#### Activity:
All of the data below should be output exactly as given.

START Records to use

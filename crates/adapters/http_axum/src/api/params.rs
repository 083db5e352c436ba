//! Path segment parsing shared by the handlers.

use std::str::FromStr;

use hivekeep_domain::error::ValidationError;

use crate::error::ApiError;

/// Parse a record id from a path segment.
pub(crate) fn parse_id<T: FromStr>(raw: &str) -> Result<T, ApiError> {
    raw.parse()
        .map_err(|_| ValidationError::InvalidId(raw.to_string()).into())
}

/// Parse the `{deletedStatus}` segment of the status routes.
pub(crate) fn parse_status(raw: &str) -> Result<bool, ApiError> {
    if raw.eq_ignore_ascii_case("true") {
        Ok(true)
    } else if raw.eq_ignore_ascii_case("false") {
        Ok(false)
    } else {
        Err(ValidationError::InvalidStatus(raw.to_string()).into())
    }
}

END Records to use

#### Written solution:
filename crates/adapters/http_axum/src/api/params.rs
repository 083db5e352c436ba
//! Path segment parsing shared by the handlers.

use std::str::FromStr;

use hivekeep_domain::error::ValidationError;

use crate::error::ApiError;

/// Parse a record id from a path segment.
pub(crate) fn parse_id<T: FromStr>(raw: &str) -> Result<T, ApiError> {
    raw.parse()
        .map_err(|_| ValidationError::InvalidId(raw.to_string()).into())
}

/// Parse the `{deletedStatus}` segment of the status routes.
pub(crate) fn parse_status(raw: &str) -> Result<bool, ApiError> {
    if raw.eq_ignore_ascii_case("true") {
        Ok(true)
    } else if raw.eq_ignore_ascii_case("false") {
        Ok(false)
    } else {
        Err(ValidationError::InvalidStatus(raw.to_string()).into())
    }
}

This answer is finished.